Tais assertivas foram corroboradas pelo depoimento de um dos requeridos, Sr. PEDRO ELIAS DE SOUZA realizado perante o Ministério Público do Amazonas (registro nº 5110621) em que o mesmo declara:
“(..) tratava-se de procedimento de praxe o envio de alguns pacientes pela SUSAM ao Hospital SÍRIO LIBANÊS, sendo comum a solicitação por parte de pessoas influentes; QUE era comum a cobrança de valores por parte do Sírio Libanês à SUSAM, via e-mail, como de regra (…); que nem mesmo na Secretaria havia um procedimento administrativo que analisasse e fundamentasse os tratamentos em questão (…)”.
Todos os réus foram Secretários da pasta de saúde à época dos respectivos fatos, sendo eles, em tese, responsáveis pela autorização ilegal que resultou nas despesas indevidas e geradas em detrimento do público usuário do SUS, já que se tratavam de autorizações de TFD (tratamento fora de domicílio) sem qualquer amparo legal e para pacientes sem perfil do SUS, bem como para atitudes que não integram política pública de saúde,
Importante ressaltar que os autos demonstram a natureza e origem da verba utilizada para pagamento dos tratamentos privilegiados no Hospital Sírio Libanês.
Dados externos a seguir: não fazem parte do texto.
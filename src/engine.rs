//! # Lifecycle Engine
//! Wires the normalizer, matcher, merge resolver, retention policy and store
//! into the operations collaborators call.
//!
//! Match-then-merge runs under optimistic concurrency: candidates are read
//! together with a cluster snapshot, and the write (insert or compare-and-set
//! update) fails if the cluster moved in between. On conflict the match is
//! redone against the updated store, up to `max_merge_attempts` times.
//!
//! Every store call carries `store.timeout_ms`; a timeout surfaces as
//! [`EngineError::StoreTimeout`] and batch ingestion requeues the submission.
//!
//! Duplicate sweeps use the same conditional writes: a pair is absorbed only
//! if neither record changed since it was scored.

use std::collections::{HashSet, VecDeque};
use std::future::Future;
use std::sync::Arc;
use std::time::Duration;

use chrono::{DateTime, Utc};
use metrics::{counter, histogram};
use parking_lot::RwLock;
use serde::Serialize;

use crate::activity::{ActivityLog, IngestKind, QuarantineEntry};
use crate::config::EngineConfig;
use crate::error::{EngineError, EngineResult, IngestionParseError, StoreError};
use crate::ingest::types::{NormalizedSubmission, RawSubmission};
use crate::ingest::venues::VenueDirectory;
use crate::ingest::{self, Normalizer};
use crate::lifecycle::{self, CleanupReport, SourceCleanupReport};
use crate::matcher;
use crate::merge::{self, MergeOutcome};
use crate::model::{CanonicalEvent, EventFilter};
use crate::monitor::{self, HealthReport, WeeklyReport};
use crate::retention::{self, RetentionPolicy};
use crate::store::{CandidateQuery, CensusQuery, EventStore, InMemoryStore, ScanCursor, Versioned};

/// Answer to one ingestion call.
#[derive(Debug, Clone, PartialEq, Serialize)]
pub struct IngestOutcome {
    pub canonical_id: String,
    pub merged: bool,
    pub quality_score: f32,
    /// Similarity of the winning candidate; absent for new events and replays.
    #[serde(skip_serializing_if = "Option::is_none")]
    pub score: Option<f32>,
    #[serde(skip_serializing_if = "Option::is_none")]
    pub policy_warning: Option<String>,
}

#[derive(Debug, Clone, PartialEq, Serialize)]
#[serde(tag = "status", rename_all = "snake_case")]
pub enum BatchItemResult {
    Ingested { index: usize, outcome: IngestOutcome },
    Quarantined { index: usize, reason: String },
    Failed { index: usize, error: String },
    /// Still timing out after the requeue passes; handed back to the caller.
    Requeued { index: usize },
}

impl BatchItemResult {
    fn index(&self) -> usize {
        match self {
            BatchItemResult::Ingested { index, .. }
            | BatchItemResult::Quarantined { index, .. }
            | BatchItemResult::Failed { index, .. }
            | BatchItemResult::Requeued { index } => *index,
        }
    }
}

#[derive(Debug, Clone, Default, Serialize)]
pub struct BatchReport {
    pub items: Vec<BatchItemResult>,
    pub ingested: usize,
    pub quarantined: usize,
    pub failed: usize,
    /// Submissions the caller should resubmit later.
    pub requeued: Vec<RawSubmission>,
}

/// One pass of a new policy over the ACTIVE records.
#[derive(Debug, Clone, Default, PartialEq, Eq, Serialize)]
pub struct PolicyReapplyReport {
    pub scanned: usize,
    pub escalated: usize,
    /// Records that changed underneath the pass; their next merge applies the policy.
    pub conflicts: usize,
}

#[derive(Debug, Clone, Default, PartialEq, Eq, Serialize)]
pub struct SweepReport {
    pub dry_run: bool,
    pub analyzed: usize,
    pub duplicates_found: usize,
    pub merged: usize,
    pub conflicts: usize,
    /// `false` when the run budget ran out first.
    pub completed: bool,
}

#[derive(Debug, Clone, PartialEq, Eq, Serialize)]
pub struct SourceMergeCount {
    pub source: String,
    pub merged: u64,
}

#[derive(Debug, Clone, PartialEq, Serialize)]
pub struct DuplicateStatistics {
    pub generated_at: DateTime<Utc>,
    pub total_active: usize,
    pub merged_at_ingest: u64,
    pub absorbed_by_sweeps: u64,
    /// Pairs a sweep would merge right now.
    pub estimated_duplicates: usize,
    /// Merges over merges plus surviving active records.
    pub dedup_rate: f64,
    /// Most merged collectors in the report window.
    pub top_sources: Vec<SourceMergeCount>,
}

/// Run a store future under `timeout`, mapping elapsed time to `StoreTimeout`.
pub(crate) async fn timed<T, F>(operation: &'static str, timeout: Duration, fut: F) -> EngineResult<T>
where
    F: Future<Output = Result<T, StoreError>>,
{
    match tokio::time::timeout(timeout, fut).await {
        Ok(res) => res.map_err(EngineError::from),
        Err(_) => {
            tracing::warn!(target: "ingest", operation, ?timeout, "store call timed out");
            Err(EngineError::StoreTimeout { operation, timeout })
        }
    }
}

pub struct Engine {
    store: Arc<dyn EventStore>,
    normalizer: Normalizer,
    policy: RwLock<RetentionPolicy>,
    cfg: EngineConfig,
    activity: ActivityLog,
}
As despesas foram custeadas com verbas federais destinadas aos pacientes do SUS – Sistema Único de Saúde, conforme demonstram os laudos da Controladoria Geral da União. Neste ponto, as provas demonstram que as contas utilizadas recebiam verbas federais, o que justifica inclusive a competência da Justiça Federal.
Tal situação informa os indícios de ato de improbidade que atenta contra os princípios da Administração Pública especificamente previsto em Lei, o que é suficiente para o recebimento da inicial, nos termos da lei de regência.
4. Por fim, ressalto que, em face do exposto na atual redação do artigo 17, § 11, da Lei 8.429/92, o juiz tem a alternativa de, em qualquer fase processual, reconhecer a inadequação da ação de improbidade e extinguir o processo.
Ressalto que as alegações dos Requeridos contidas em suas manifestações, tratam-se de argumentos de mérito, que, por si só, não são hábeis a afastar, de plano, a ocorrência de ato ímprobo.
Assim sendo, em razão de se encontrarem preenchidos todos os requisitos legais, deve a presente Ação de Improbidade Administrativa ser devidamente recebida.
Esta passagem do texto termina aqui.